As described above with reference to FIG. 1, a nonvolatile memory device may experience a charge loss defined as the release of electrons from a floating gate or a tunnel oxide layer over time. As the nonvolatile memory device is programmed and erased repeatedly, the tunnel oxide layer may be degraded, thus increasing the charge loss. Since the charge loss can reduce threshold voltages, the distribution of threshold voltages may be shifted to the left.

Referring to FIG. 2, adjacent threshold voltage distributions may overlap each other. If threshold voltage distributions overlap, data read if a certain read voltage is applied may have a greater number of errors.
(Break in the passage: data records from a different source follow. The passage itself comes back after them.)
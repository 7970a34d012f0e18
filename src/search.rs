use fuzzy_matcher::FuzzyMatcher;
use fuzzy_matcher::skim::SkimMatcherV2;

use crate::graph::{Category, Graph, Node, RiskLevel};

#[derive(Clone, Debug, Default)]
pub struct SearchQuery {
    pub text: String,
    pub risk: Option<RiskLevel>,
    pub category: Option<Category>,
}

#[derive(Clone, Copy, Debug, PartialEq, Eq)]
pub struct SearchHit {
    pub index: usize,
    pub score: i64,
}

fn fuzzy_match_score(matcher: &SkimMatcherV2, text: &str, query: &str) -> Option<i64> {
    matcher
        .fuzzy_match(text, query)
        .or_else(|| matcher.fuzzy_match(&text.to_ascii_lowercase(), &query.to_ascii_lowercase()))
}

fn node_score(matcher: &SkimMatcherV2, node: &Node, query: &str) -> Option<i64> {
    let address = node.metadata.get("address").and_then(|value| value.as_str());
    [Some(node.id.as_str()), node.label.as_deref(), address]
        .into_iter()
        .flatten()
        .filter_map(|text| fuzzy_match_score(matcher, text, query))
        .max()
}

/// Best matches first; ties keep graph order. An empty text matches every node that passes the filters.
pub fn search_nodes(graph: &Graph, query: &SearchQuery, limit: usize) -> Vec<SearchHit> {
    let matcher = SkimMatcherV2::default();
    let text = query.text.trim();

    let mut hits = graph
        .nodes()
        .iter()
        .enumerate()
        .filter(|(_, node)| query.risk.is_none_or(|risk| node.risk_level == Some(risk)))
        .filter(|(_, node)| query.category.is_none_or(|category| node.category == category))
        .filter_map(|(index, node)| {
            let score = if text.is_empty() {
                0
            } else {
                node_score(&matcher, node, text)?
            };
            Some(SearchHit { index, score })
        })
        .collect::<Vec<_>>();

    hits.sort_by(|a, b| b.score.cmp(&a.score).then(a.index.cmp(&b.index)));
    hits.truncate(limit);
    hits
}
For example, if a memory cell is on when VreadA is applied, data read from the memory cell may belong to P2. If the memory cell is off, the read data may belong to P3. However, in an overlap region of threshold voltage distributions, even if a memory cell is in the state of P3, it can be read while it is on, thus creating an error bit. Therefore, if threshold voltage distributions overlap, read data may include a greater number of error bits.

FIG. 3 is a block diagram of a nonvolatile memory device 100 according to example embodiments.

In FIG. 3, a NAND flash memory device is used as an example of the nonvolatile memory device 100. However, example embodiments may vary and are not limited to this example. The nonvolatile memory device 100 may include a plurality of NAND flash memory devices. The nonvolatile memory device 100 includes a planar memory cell structure and a 3D memory cell structure formed by stacking.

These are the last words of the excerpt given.